AFFECTATION DES CRÉDITS DU MINISTÈRE DE L'OUTRE-MER

(hors crédits non répartis et coût de gestion des services métropolitains)

Territoire

1998

1999

Nouvelle-Calédonie

597,028

599,290

Polynésie française

326,787

275,180

Wallis-et-Futuna

44,166

44,792

T.A.A.F.

58,921

57,988

TOTAL

1.026,902

977,250

(en millions de francs)

VENTILATION PAR TERRITOIRE DE L'EFFORT BUDGÉTAIRE GLOBAL CONSACRÉ AUX TERRITOIRES D'OUTRE-MER (hors crédits non répartis et coût de gestion des services métropolitains)

Territoire

1998

1999

Nouvelle-Calédonie

4.860,448

4.855,941

Polynésie française

5.255,748

5.290,233

Wallis-et-Futuna

352,510

356,877

T.A.A.F.

95,862

94,842

TOTAL

10.564,568

10.597,893

(en millions de francs)

Comme les années précédentes, l'effort consenti par l'ensemble des ministères en faveur des territoires d'outre-mer bénéficie en premier lieu à la Polynésie française.

II. LA SITUATION DE CHAQUE TERRITOIRE

A. LA NOUVELLE-CALÉDONIE

L'année 1998 constitue une année charnière pour la Nouvelle-Calédonie : la reprise des négociations politiques entre les partenaires signataires des accords de Matignon-Oudinot, suspendues depuis le printemps 1996, a permis d'aboutir à une solution consensuelle permettant d'éviter un " référendum couperet " qui s'est concrétisée par la conclusion de l'Accord de Nouméa, signé le 5 mai 1998. A la suite de cet accord, une révision de la Constitution a été adoptée par le Parlement, réuni en Congrès à Versailles le 6 juillet, qui fait de la Nouvelle-Calédonie une collectivité sui generis . N'appartenant plus à la catégorie juridique des territoires d'outre-mer, la Nouvelle-Calédonie se verra bientôt dotée d'un nouveau statut qui sera examiné par le Parlement en fin d'année et au début de l'année prochaine.
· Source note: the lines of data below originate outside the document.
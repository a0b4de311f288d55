//! Series ingest.
//!
//! Input is a whitespace-separated text table with exactly three numeric
//! tokens per line, in column order `x h m`. Blank lines are skipped; any
//! other malformed line aborts the file with its 1-based line number.

use std::fs::File;
use std::io::{BufRead, BufReader};
use std::path::Path;

use log::{debug, info};

use crate::domain::Series;
use crate::error::PeakError;

/// Number of tokens on every data line.
const COLUMNS: usize = 3;

/// Read a series from a file on disk.
pub fn load_series(path: &Path) -> Result<Series, PeakError> {
    let file = File::open(path).map_err(|e| PeakError::io(path, e))?;
    let series = parse_series(BufReader::new(file)).map_err(|e| match e {
        PeakError::Io { message, .. } => PeakError::io(path, message),
        other => other,
    })?;
    info!("loaded {} samples from '{}'", series.len(), path.display());
    Ok(series)
}

/// Parse a series from any buffered reader.
pub fn parse_series<R: BufRead>(reader: R) -> Result<Series, PeakError> {
    let mut x = Vec::new();
    let mut h = Vec::new();
    let mut m = Vec::new();
    let mut skipped = 0usize;

    for (idx, line) in reader.lines().enumerate() {
        let line_no = idx + 1;
        let line = line.map_err(|e| PeakError::io("<input>", e))?;
        if line.trim().is_empty() {
            skipped += 1;
            continue;
        }
        let [xv, hv, mv] = parse_row(&line, line_no)?;
        x.push(xv);
        h.push(hv);
        m.push(mv);
    }

    if skipped > 0 {
        debug!("skipped {skipped} blank lines");
    }
    Series::new(x, h, m)
}

fn parse_row(line: &str, line_no: usize) -> Result<[f64; COLUMNS], PeakError> {
    let tokens: Vec<&str> = line.split_whitespace().collect();
    if tokens.len() != COLUMNS {
        return Err(PeakError::MalformedRow {
            line: line_no,
            reason: format!("expected {COLUMNS} columns, found {}", tokens.len()),
        });
    }

    let mut out = [0.0; COLUMNS];
    for (slot, (token, name)) in out.iter_mut().zip(tokens.iter().zip(["x", "h", "m"])) {
        *slot = token.parse::<f64>().map_err(|e| PeakError::MalformedRow {
            line: line_no,
            reason: format!("column {name}: cannot parse '{token}' as a number ({e})"),
        })?;
    }
    Ok(out)
}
1. De la reprise des négociations politiques à l'Accord de Nouméa

Le FLNKS (Front de libération nationale kanak socialiste) avait, le 19 avril 1996 , provoqué la suspension des négociations politiques sur l'avenir institutionnel du territoire entamées la veille, trois de ses quatre composantes posant comme préalable à la reprise des discussions le règlement du dossier relatif à l'accès à la ressource minière en vue de la création d'une usine de traitement du nickel dans la province nord.

FLNKS et RPCR (Rassemblement pour la Calédonie dans la République) défendaient alors des positions diamétralement opposées concernant l'avenir de la Nouvelle-Calédonie, le premier demandant une solution négociée consacrant l'existence d'un État associé dès 1998, le second étant favorable à une émancipation dans le cadre de la République française avec une prolongation des accords de Matignon permettant d'éviter l'intervention d'un référendum-couperet en 1998.
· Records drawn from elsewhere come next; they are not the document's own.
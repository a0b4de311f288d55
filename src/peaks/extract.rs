//! Extraction of per-peak sub-series, and zero-origin rescaling.

use log::debug;

use crate::domain::{ExtractedPeak, PeakSpan, SegmentConfig, Series};
use crate::error::PeakError;
use crate::peaks::segment::segment_with;

impl ExtractedPeak {
    /// Copy `[span.left_index, span.right_index)` of every channel.
    pub fn from_span(series: &Series, span: &PeakSpan) -> Result<Self, PeakError> {
        let len = series.len();
        if span.right_index > len {
            return Err(PeakError::IndexOutOfRange {
                index: span.right_index,
                len,
            });
        }
        if span.left_index > span.right_index {
            return Err(PeakError::IndexOutOfRange {
                index: span.left_index,
                len: span.right_index,
            });
        }
        if span.left_index == span.right_index {
            return Err(PeakError::EmptySpan {
                left: span.left_index,
                right: span.right_index,
            });
        }

        let range = span.left_index..span.right_index;
        Ok(Self {
            x_values: series.x()[range.clone()].to_vec(),
            h_values: series.h()[range.clone()].to_vec(),
            m_values: series.m()[range].to_vec(),
        })
    }

    pub fn len(&self) -> usize {
        self.x_values.len()
    }

    pub fn is_empty(&self) -> bool {
        self.x_values.is_empty()
    }

    /// Zero-origined copy: each channel shifted so its first sample is zero.
    pub fn rescaled(&self) -> Result<Self, PeakError> {
        let mut out = self.clone();
        out.rescale_inplace()?;
        Ok(out)
    }

    /// Shift each channel in place so its first sample is zero.
    pub fn rescale_inplace(&mut self) -> Result<(), PeakError> {
        if self.is_empty() || self.h_values.is_empty() || self.m_values.is_empty() {
            return Err(PeakError::IndexOutOfRange { index: 0, len: 0 });
        }
        zero_origin(&mut self.x_values);
        zero_origin(&mut self.h_values);
        zero_origin(&mut self.m_values);
        Ok(())
    }
}

/// Subtract the first element from every element. No-op on an empty slice.
pub fn zero_origin(values: &mut [f64]) {
    let Some(&first) = values.first() else {
        return;
    };
    for v in values.iter_mut() {
        *v -= first;
    }
}

/// Segment the `m` channel with the default floor and extract every span.
pub fn extract_all(series: &Series, rel_height: f64) -> Result<Vec<ExtractedPeak>, PeakError> {
    let config = SegmentConfig::with_rel_height(rel_height)?;
    Ok(extract_all_with(series, &config)?
        .into_iter()
        .map(|(_, peak)| peak)
        .collect())
}

/// Segment the `m` channel and extract every span, keeping each span alongside its peak.
pub fn extract_all_with(
    series: &Series,
    config: &SegmentConfig,
) -> Result<Vec<(PeakSpan, ExtractedPeak)>, PeakError> {
    let spans = segment_with(series.m(), config)?;
    let mut out = Vec::with_capacity(spans.len());
    for span in spans {
        let peak = ExtractedPeak::from_span(series, &span)?;
        debug!(
            "extracted {} samples for apex {} ([{}, {}))",
            peak.len(),
            span.apex_index,
            span.left_index,
            span.right_index
        );
        out.push((span, peak));
    }
    Ok(out)
}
Afin de lever ce préalable minier , M. Lionel Jospin, Premier ministre, nommait, le 9 juillet 1997, M. Philippe Essig comme médiateur pour rechercher une issue à ce dossier. Ce dernier devait, le 1er novembre 1997, remettre son rapport proposant un projet d'accord sur l'échange de massifs miniers et la réalisation d'une usine métallurgique en province nord. Au terme de près de deux ans de négociations, les " accords de Bercy " étaient signés, le 1er février 1998 , le groupe Eramet, détenu en majorité par l'État, et la société SMSP (Société minière du sud Pacifique) convenant d'un échange de gisements permettant d'envisager la construction de l'usine du nord.
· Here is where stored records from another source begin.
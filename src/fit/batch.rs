//! Fan-out of independent per-peak fits.
//!
//! Each peak is fitted on its own; a failure is recorded against that peak
//! and the batch continues. Results come back in detection order.

use log::{info, warn};
use rayon::prelude::*;

use crate::domain::{ExtractedPeak, PeakFit, PeakSpan};
use crate::fit::fit_peak;

/// Fit every extracted peak in parallel.
pub fn fit_all(peaks: &[(PeakSpan, ExtractedPeak)]) -> Vec<PeakFit> {
    let fits: Vec<PeakFit> = peaks
        .par_iter()
        .enumerate()
        .map(|(ordinal, (span, peak))| PeakFit {
            ordinal,
            span: Some(*span),
            outcome: fit_peak(peak).map_err(|e| e.with_span(*span)),
        })
        .collect();

    let mut failed = 0;
    for fit in &fits {
        if let Err(err) = &fit.outcome {
            warn!("peak {}: {err}", fit.ordinal);
            failed += 1;
        }
    }
    info!("fitted {} peaks ({} failed)", fits.len(), failed);
    fits
}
Les négociations sur l'avenir institutionnel de la Nouvelle-Calédonie ont ainsi pu reprendre le 24 février 1998 . Après plusieurs semaines de discussions, un accord a été trouvé le 21 avril 1998 : l'Accord de Nouméa, signé conjointement par l'ensemble des partenaires le 5 mai 1998 lors du déplacement du Premier ministre en Nouvelle-Calédonie. Cet accord a consacré la solution consensuelle appelée de leurs voeux par l'ensemble des partenaires afin d'éviter le référendum d'autodétermination prévu par l'article 2 de la loi statutaire du 9 novembre 1988.

Pour autant, les négociations longues et délicates menées depuis 1996 n'ont pas été sans incidences sur la vie politique locale .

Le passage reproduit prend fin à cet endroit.